◆ **Input records**
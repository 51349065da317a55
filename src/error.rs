//! Error types for dream-flow.

/// Top-level error type for the crate.
#[derive(Debug, thiserror::Error)]
pub enum Error {
    #[error("Configuration error: {0}")]
    Config(#[from] ConfigError),

    #[error("Flow error: {0}")]
    Flow(#[from] FlowError),

    #[error("Scoring error: {0}")]
    Scoring(#[from] ScoringError),

    #[error("Store error: {0}")]
    Store(#[from] StoreError),

    #[error("Purchase error: {0}")]
    Purchase(#[from] PurchaseError),
}

/// Configuration-related errors.
#[derive(Debug, thiserror::Error)]
pub enum ConfigError {
    #[error("Invalid configuration value for {key}: {message}")]
    InvalidValue { key: String, message: String },
}

/// Guided-flow state machine errors.
#[derive(Debug, thiserror::Error)]
pub enum FlowError {
    /// A step index outside the sequence. Indicates a programming error in
    /// the caller, never a user mistake.
    #[error("Step index {index} out of range (flow has {count} steps)")]
    OutOfRange { index: usize, count: usize },

    /// An intent arrived in a phase that does not accept it. The intent is
    /// ignored and the flow state is left untouched.
    #[error("Cannot {intent} while flow is {phase}")]
    InvalidState { intent: String, phase: String },

    #[error("Unknown step: {0}")]
    UnknownStep(String),

    #[error("Invalid answer for step {step_id}: {reason}")]
    InvalidAnswer { step_id: String, reason: String },

    #[error("Invalid flow definition: {0}")]
    Definition(String),

    #[error("Scoring failed: {0}")]
    Scoring(#[from] ScoringError),
}

/// Scoring engine errors.
#[derive(Debug, thiserror::Error)]
pub enum ScoringError {
    /// The clamped score had no narrative entry. The table and range are
    /// out of sync; this is a logic defect, not bad input.
    #[error("Internal invariant violated: no narrative for score {score}")]
    InternalInvariant { score: i32 },

    #[error("Missing birth date answer for step {step_id}")]
    MissingBirthDate { step_id: String },
}

/// Key-value persistence errors.
#[derive(Debug, thiserror::Error)]
pub enum StoreError {
    #[error("Connection pool error: {0}")]
    Pool(String),

    #[error("Query failed: {0}")]
    Query(String),

    #[error("Serialization error: {0}")]
    Serialization(String),
}

/// Purchase capability errors. Always surfaced to the user as a retryable
/// message, never fatal to a flow.
#[derive(Debug, thiserror::Error)]
pub enum PurchaseError {
    #[error("Product {product_id} is not available")]
    ProductUnavailable { product_id: String },

    #[error("Purchase of {product_id} was cancelled")]
    Cancelled { product_id: String },

    #[error("Store unreachable: {0}")]
    Network(String),

    #[error("Store rejected the purchase: {0}")]
    Store(String),
}

impl PurchaseError {
    /// Message suitable for showing on the paywall.
    pub fn user_message(&self) -> String {
        match self {
            Self::ProductUnavailable { .. } => {
                "This plan is not available right now. Please try again later.".to_string()
            }
            Self::Cancelled { .. } => "Purchase cancelled. You can try again anytime.".to_string(),
            Self::Network(_) => {
                "We couldn't reach the store. Check your connection and try again.".to_string()
            }
            Self::Store(_) => "The purchase didn't go through. Please try again.".to_string(),
        }
    }

    /// Whether the paywall should offer a retry action.
    pub fn is_retryable(&self) -> bool {
        // A cancellation is the user's own choice; the button stays but we
        // don't nag with a retry prompt.
        !matches!(self, Self::Cancelled { .. })
    }
}

/// Result type alias for the crate.
pub type Result<T> = std::result::Result<T, Error>;
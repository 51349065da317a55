use std::path::Path;
use std::sync::Arc;

use dream_flow::biorhythm::BiorhythmWizard;
use dream_flow::capabilities::StaticPermission;
use dream_flow::cli::{DemoStoreFront, Terminal};
use dream_flow::config::FlowConfig;
use dream_flow::flow::{FlowDeps, FlowOutcome};
use dream_flow::onboarding::{OnboardingProfile, OnboardingWizard, needs_onboarding};
use dream_flow::paywall::{Paywall, PurchaseOutcome};
use dream_flow::store::{KeyValueStore, LibSqlStore};

#[tokio::main]
async fn main() -> anyhow::Result<()> {
    // Initialize tracing
    tracing_subscriber::fmt()
        .with_env_filter(
            tracing_subscriber::EnvFilter::try_from_default_env()
                .unwrap_or_else(|_| tracing_subscriber::EnvFilter::new("info")),
        )
        .with_target(false)
        .init();

    let config = FlowConfig::from_env();
    config.validate()?;

    eprintln!("🌙 Dream Flow v{}", env!("CARGO_PKG_VERSION"));
    eprintln!("   Database: {}", config.db_path);
    eprintln!("   Enter answers, a blank line to continue, /back or /quit.\n");

    let store: Arc<dyn KeyValueStore> = Arc::new(
        LibSqlStore::new_local(Path::new(&config.db_path))
            .await
            .unwrap_or_else(|e| {
                eprintln!("Error: Failed to open database at {}: {}", config.db_path, e);
                std::process::exit(1);
            }),
    );

    let mut terminal = Terminal::new();

    // ── Onboarding + paywall ────────────────────────────────────────────
    let profile = if needs_onboarding(store.as_ref()).await {
        let deps = FlowDeps::new(store.clone()).with_permission(Arc::new(StaticPermission(true)));
        let controller = OnboardingWizard::controller(&config, deps)?;
        let outcome = terminal.run_flow(&controller).await?;
        controller.flush().await;
        let Some(outcome) = outcome else {
            return Ok(());
        };
        let profile = outcome.profile().cloned().unwrap_or_default();
        show_paywall(&mut terminal, &config, store.clone(), &profile).await?;
        profile
    } else {
        OnboardingProfile::load(store.as_ref())
            .await?
            .unwrap_or_default()
    };

    println!("\nHi, {}.", profile.name);

    // ── Biorhythm ───────────────────────────────────────────────────────
    let controller = BiorhythmWizard::controller(&config, FlowDeps::new(store.clone()))?;
    if BiorhythmWizard::prefill_from(&controller, store.as_ref()).await? {
        eprintln!("   (birth date remembered from last time)");
    }

    let outcome = terminal.run_flow(&controller).await?;
    controller.flush().await;
    if let Some(FlowOutcome::Scored(result)) = outcome {
        println!("\nYour biorhythm: {}/9", result.score);
        println!("\n{}", result.narrative_meaning);
        println!("\nToday: {}", result.daily_impact);
        println!("\nTry this: {}\n", result.recommendations);
    }

    controller.dispose();
    Ok(())
}

async fn show_paywall(
    terminal: &mut Terminal,
    config: &FlowConfig,
    store: Arc<dyn KeyValueStore>,
    profile: &OnboardingProfile,
) -> anyhow::Result<()> {
    let paywall = Paywall::new(
        Arc::new(DemoStoreFront::new(&config.paywall_products)),
        store,
    );

    let offer = match paywall.load_offer(&config.paywall_products).await {
        Ok(offer) if !offer.is_empty() => offer,
        Ok(_) => return Ok(()),
        Err(e) => {
            eprintln!("   {}", e.user_message());
            return Ok(());
        }
    };

    println!("\n{}, unlock your full dream journal:", profile.name);
    for (i, product) in offer.iter().enumerate() {
        println!("    {}. {} ({} / {})", i + 1, product.title, product.price_label, product.period);
    }

    loop {
        let Some(line) = terminal.ask("plan number, blank to skip").await? else {
            return Ok(());
        };
        let line = line.trim();
        if line.is_empty() {
            return Ok(());
        }
        let Some(product) = line
            .parse::<usize>()
            .ok()
            .and_then(|n| n.checked_sub(1))
            .and_then(|i| offer.get(i))
        else {
            eprintln!("   Pick a number from 1 to {}", offer.len());
            continue;
        };

        match paywall.buy(&product.id).await {
            Ok(PurchaseOutcome::Purchased) => {
                println!("   Thanks! Premium is active.");
                return Ok(());
            }
            Ok(PurchaseOutcome::Declined) => return Ok(()),
            Err(e) => {
                eprintln!("   {}", e.user_message());
                if !e.is_retryable() {
                    return Ok(());
                }
            }
        }
    }
}

impl FlowController {
    /// Must be called from within a tokio runtime: the controller starts
    /// its background writer here.
    pub fn new(
        name: impl Into<String>,
        sequence: Arc<StepSequence>,
        finisher: Arc<dyn FlowFinisher>,
        deps: FlowDeps,
    ) -> Self {
        let (events, _rx) = broadcast::channel(DEFAULT_EVENT_CAPACITY);
        let writer = Writer::spawn(Arc::clone(&deps.store));
        Self {
            id: Uuid::new_v4(),
            name: name.into(),
            sequence,
            finisher,
            deps,
            submission_delay: Duration::from_secs(2),
            loading_step: Step::loading("Analyzing"),
            results_step: Step::results("Results"),
            state: Arc::new(RwLock::new(FlowState::default())),
            events,
            writer,
            submission: Mutex::new(None),
        }
    }

    pub fn with_submission_delay(mut self, delay: Duration) -> Self {
        self.submission_delay = delay;
        self
    }

    /// Override the pseudo-steps shown while submitting and once complete.
    pub fn with_terminal_steps(mut self, loading: Step, results: Step) -> Self {
        self.loading_step = loading;
        self.results_step = results;
        self
    }

    pub fn id(&self) -> Uuid {
        self.id
    }

    pub fn name(&self) -> &str {
        &self.name
    }

    pub fn sequence(&self) -> &StepSequence {
        &self.sequence
    }

    /// Subscribe to completion events. Subscribe before the final
    /// `advance()`; events sent earlier are not replayed.
    pub fn subscribe(&self) -> broadcast::Receiver<FlowEvent> {
        self.events.subscribe()
    }

    pub async fn phase(&self) -> FlowPhase {
        self.state.read().await.phase
    }

    /// Step index as the presentation layer sees it, including the reserved
    /// Loading/Results indices.
    pub async fn current_index(&self) -> usize {
        let state = self.state.read().await;
        self.display_index(&state)
    }

    /// The step to render right now (a pseudo-step once submitting).
    pub async fn current_step(&self) -> Step {
        let state = self.state.read().await;
        self.display_step(&state)
    }

    pub async fn answers(&self) -> AnswerSet {
        self.state.read().await.answers.clone()
    }

    pub async fn outcome(&self) -> Option<FlowOutcome> {
        self.state.read().await.outcome.clone()
    }

    /// Whether the forward action should be enabled.
    pub async fn can_advance(&self) -> bool {
        let state = self.state.read().await;
        state.phase.accepts_input() && self.sequence.is_satisfied(state.current_step, &state.answers)
    }

    pub async fn can_retreat(&self) -> bool {
        let state = self.state.read().await;
        state.phase.accepts_input() && state.current_step > 0
    }

    pub async fn snapshot(&self) -> FlowSnapshot {
        let state = self.state.read().await;
        let accepts = state.phase.accepts_input();
        FlowSnapshot {
            flow_id: self.id,
            flow: self.name.clone(),
            phase: state.phase,
            step_index: self.display_index(&state),
            step_count: self.sequence.step_count(),
            step: self.display_step(&state),
            can_advance: accepts && self.sequence.is_satisfied(state.current_step, &state.answers),
            can_retreat: accepts && state.current_step > 0,
            answers: state.answers.clone(),
            outcome: state.outcome.clone(),
        }
    }

    /// Record an answer for `step_id`. Overwrites any previous answer and
    /// never moves the flow.
    pub async fn set_answer(&self, step_id: &str, answer: Answer) -> Result<(), FlowError> {
        let step = {
            let mut state = self.state.write().await;
            self.check_accepts(&state, "set answer")?;

            let step = self
                .sequence
                .get(step_id)
                .ok_or_else(|| FlowError::UnknownStep(step_id.to_string()))?;
            step.accepts(&answer)?;

            state.answers.insert(step_id, answer.clone());
            debug!(flow = %self.name, step = %step_id, "Answer recorded");
            step
        };

        if step.persist_immediately {
            if let Some(key) = step.storage_key.as_deref() {
                self.writer.write(key, StoredValue::from(&answer));
            }
        }
        Ok(())
    }

    /// Move forward one step, or start submission from the last step.
    ///
    /// A missing required answer is not an error: the call returns
    /// `Advance::Blocked` and leaves everything as it was.
    pub async fn advance(&self) -> Result<Advance, FlowError> {
        if let Some(step) = self.claim_permission_step().await? {
            self.request_permission(step).await;
        }

        let mut state = self.state.write().await;
        self.check_accepts(&state, "advance")?;

        let index = state.current_step;
        if !self.sequence.is_satisfied(index, &state.answers) {
            debug!(flow = %self.name, step = index, "Advance blocked by missing answer");
            return Ok(Advance::Blocked);
        }

        if index < self.sequence.last_index() {
            state.current_step = index + 1;
            debug!(flow = %self.name, step = index + 1, "Advanced");
            return Ok(Advance::Moved(index + 1));
        }

        state.transition_to(FlowPhase::Submitting)?;
        info!(
            flow = %self.name,
            flow_id = %self.id,
            delay_ms = self.submission_delay.as_millis() as u64,
            "Flow submitting"
        );
        drop(state);

        self.submit();
        Ok(Advance::Submitting)
    }

    /// Go back one step. Returns the new index; a no-op at the first step.
    pub async fn retreat(&self) -> Result<usize, FlowError> {
        let mut state = self.state.write().await;
        self.check_accepts(&state, "retreat")?;

        if state.current_step > 0 {
            state.current_step -= 1;
            debug!(flow = %self.name, step = state.current_step, "Retreated");
        }
        Ok(state.current_step)
    }

    /// Wait until every write queued so far has been attempted. Writes are
    /// otherwise fire-and-forget; call this before shutting down.
    pub async fn flush(&self) {
        self.writer.flush().await;
    }

    /// Abort a pending submission and consume the controller. No event is
    /// sent and nothing further is persisted.
    pub fn dispose(self) {
        // Drop does the work.
    }

    fn check_accepts(&self, state: &FlowState, intent: &str) -> Result<(), FlowError> {
        state.ensure_accepts(intent).inspect_err(|e| {
            warn!(flow = %self.name, error = %e, "Intent rejected");
        })
    }

    fn display_index(&self, state: &FlowState) -> usize {
        match state.phase {
            FlowPhase::InProgress => state.current_step,
            FlowPhase::Submitting => self.sequence.step_count(),
            FlowPhase::Completed => self.sequence.step_count() + 1,
        }
    }

    fn display_step(&self, state: &FlowState) -> Step {
        match state.phase {
            FlowPhase::InProgress => self
                .sequence
                .step_at(state.current_step)
                .cloned()
                .unwrap_or_else(|_| self.loading_step.clone()),
            FlowPhase::Submitting => self.loading_step.clone(),
            FlowPhase::Completed => self.results_step.clone(),
        }
    }

    /// The current step if it still has to ask for permission. Marks the
    /// request as made so it runs at most once per flow.
    async fn claim_permission_step(&self) -> Result<Option<&Step>, FlowError> {
        let mut state = self.state.write().await;
        self.check_accepts(&state, "advance")?;

        let index = state.current_step;
        if state.permission_requested || !self.sequence.is_satisfied(index, &state.answers) {
            return Ok(None);
        }
        let step = self.sequence.step_at(index)?;
        if !step.requests_permission {
            return Ok(None);
        }
        state.permission_requested = true;
        Ok(Some(step))
    }

    /// Ask the capability with no lock held, then record the result.
    async fn request_permission(&self, step: &Step) {
        let granted = match &self.deps.permission {
            Some(permission) => permission.request().await,
            None => {
                warn!(flow = %self.name, "No permission capability configured; treating as denied");
                false
            }
        };
        info!(flow = %self.name, step = %step.id, granted, "Notification permission resolved");

        let value = if granted {
            PERMISSION_GRANTED
        } else {
            PERMISSION_DENIED
        };
        self.state
            .write()
            .await
            .answers
            .insert(step.id.clone(), Answer::choice(value));

        if let Some(key) = step.storage_key.as_deref() {
            self.writer.write(key, StoredValue::Flag(granted));
        }
    }

    /// Spawn the timed submission task. Only the first call schedules
    /// anything.
    fn submit(&self) {
        let mut slot = self
            .submission
            .lock()
            .unwrap_or_else(|poisoned| poisoned.into_inner());
        if slot.is_some() {
            return;
        }

        let task = SubmissionTask {
            flow_id: self.id,
            name: self.name.clone(),
            delay: self.submission_delay,
            sequence: Arc::clone(&self.sequence),
            finisher: Arc::clone(&self.finisher),
            clock: Arc::clone(&self.deps.clock),
            state: Arc::clone(&self.state),
            events: self.events.clone(),
            writer: self.writer.clone(),
        };
        *slot = Some(tokio::spawn(task.run()));
    }
}
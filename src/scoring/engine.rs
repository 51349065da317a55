//! Deterministic biorhythm scoring.
//!
//! The score is seeded by the number of whole days since the birth date,
//! nudged by a fixed, ordered list of quiz adjustments, and mapped to a
//! narrative. Adjustment order matters: every delta clamps into range
//! before the next one applies.

use chrono::NaiveDate;
use serde::{Deserialize, Serialize};

use crate::error::{FlowError, ScoringError};
use crate::flow::AnswerSet;

use super::narratives::NarrativeTable;

/// Step ids and option values the biorhythm adjustments key on.
pub mod keys {
    pub const BIRTH_DATE: &str = "birth_date";
    pub const DREAM_FREQUENCY: &str = "dream_frequency";
    pub const NIGHTMARE_FREQUENCY: &str = "nightmare_frequency";
    pub const SLEEP_DURATION: &str = "sleep_duration";

    pub const DREAMS_NEVER: &str = "never";
    pub const DREAMS_RARELY: &str = "rarely";
    pub const DREAMS_SOMETIMES: &str = "sometimes";
    pub const DREAMS_OFTEN: &str = "often";
    pub const DREAMS_EACH_NIGHT: &str = "each_night";

    pub const NIGHTMARES_NONE: &str = "none";
    pub const NIGHTMARES_FEW: &str = "few";
    pub const NIGHTMARES_HALF: &str = "half";
    pub const NIGHTMARES_MOST: &str = "most";
    pub const NIGHTMARES_EACH_ONE: &str = "each_one";

    pub const SLEEP_UNDER_5: &str = "under_5";
    pub const SLEEP_5_TO_7: &str = "5_to_7";
    pub const SLEEP_7_TO_9: &str = "7_to_9";
    pub const SLEEP_OVER_9: &str = "over_9";
}

/// Output of a scoring run. Immutable once produced.
#[derive(Debug, Clone, PartialEq, Eq, Serialize, Deserialize)]
pub struct ScoreResult {
    pub score: i32,
    pub narrative_meaning: String,
    pub daily_impact: String,
    pub recommendations: String,
}

/// One rule: if `step_id` was answered with `value`, add `delta`.
#[derive(Debug, Clone, PartialEq, Eq)]
pub struct Adjustment {
    pub step_id: String,
    pub value: String,
    pub delta: i32,
}

impl Adjustment {
    pub fn new(step_id: &str, value: &str, delta: i32) -> Self {
        Self {
            step_id: step_id.to_string(),
            value: value.to_string(),
            delta,
        }
    }
}

#[derive(Debug, Clone)]
pub struct ScoringEngine {
    min_score: i32,
    max_score: i32,
    adjustments: Vec<Adjustment>,
    narratives: NarrativeTable,
}

impl ScoringEngine {
    pub fn new(
        min_score: i32,
        max_score: i32,
        adjustments: Vec<Adjustment>,
        narratives: NarrativeTable,
    ) -> Result<Self, FlowError> {
        if min_score > max_score {
            return Err(FlowError::Definition(format!(
                "score range {min_score}..={max_score} is empty"
            )));
        }
        Ok(Self {
            min_score,
            max_score,
            adjustments,
            narratives,
        })
    }

    /// The biorhythm engine: range 1..=9 and the dream, nightmare and sleep
    /// adjustments in that order.
    pub fn biorhythm() -> Self {
        use keys::*;
        Self {
            min_score: 1,
            max_score: 9,
            adjustments: vec![
                Adjustment::new(DREAM_FREQUENCY, DREAMS_NEVER, -2),
                Adjustment::new(DREAM_FREQUENCY, DREAMS_EACH_NIGHT, 2),
                Adjustment::new(NIGHTMARE_FREQUENCY, NIGHTMARES_EACH_ONE, -1),
                Adjustment::new(NIGHTMARE_FREQUENCY, NIGHTMARES_NONE, 1),
                Adjustment::new(SLEEP_DURATION, SLEEP_UNDER_5, -1),
                Adjustment::new(SLEEP_DURATION, SLEEP_OVER_9, 1),
            ],
            narratives: NarrativeTable::biorhythm(),
        }
    }

    /// Score the answers against a birth date as of `now`.
    pub fn score(
        &self,
        birth_date: NaiveDate,
        now: NaiveDate,
        answers: &AnswerSet,
    ) -> Result<ScoreResult, ScoringError> {
        let days = days_between(birth_date, now);
        let mut score = self.base_score(days);

        for adjustment in &self.adjustments {
            if answers.choice(&adjustment.step_id) == Some(adjustment.value.as_str()) {
                score = self.clamp(score.saturating_add(adjustment.delta));
            }
        }
        let score = self.clamp(score);

        let narrative = self
            .narratives
            .get(score)
            .ok_or(ScoringError::InternalInvariant { score })?;

        Ok(ScoreResult {
            score,
            narrative_meaning: narrative.meaning.clone(),
            daily_impact: narrative.daily_impact.clone(),
            recommendations: narrative.recommendations.clone(),
        })
    }

    /// Unadjusted score for a day count: cycles through the range.
    pub fn base_score(&self, days: i64) -> i32 {
        let min = i64::from(self.min_score);
        let span = i64::from(self.max_score) - min + 1;
        // min + offset never exceeds max, so it fits back in i32
        (min + days.max(0) % span) as i32
    }

    fn clamp(&self, score: i32) -> i32 {
        score.clamp(self.min_score, self.max_score)
    }
}

impl Default for ScoringEngine {
    fn default() -> Self {
        Self::biorhythm()
    }
}

/// Whole days from `birth_date` to `now`; zero for a future birth date.
pub fn days_between(birth_date: NaiveDate, now: NaiveDate) -> i64 {
    now.signed_duration_since(birth_date).num_days().max(0)
}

◆ **Your instructions**
The answer must consist solely of the lines from the first line of the data to the line holding "state machine errors.", each given again exactly.

◆ **Response**
repository 51349065da317a55
filename src/error.rs
//! Error types for dream-flow.

/// Top-level error type for the crate.
#[derive(Debug, thiserror::Error)]
pub enum Error {
    #[error("Configuration error: {0}")]
    Config(#[from] ConfigError),

    #[error("Flow error: {0}")]
    Flow(#[from] FlowError),

    #[error("Scoring error: {0}")]
    Scoring(#[from] ScoringError),

    #[error("Store error: {0}")]
    Store(#[from] StoreError),

    #[error("Purchase error: {0}")]
    Purchase(#[from] PurchaseError),
}

/// Configuration-related errors.
#[derive(Debug, thiserror::Error)]
pub enum ConfigError {
    #[error("Invalid configuration value for {key}: {message}")]
    InvalidValue { key: String, message: String },
}

/// Guided-flow state machine errors.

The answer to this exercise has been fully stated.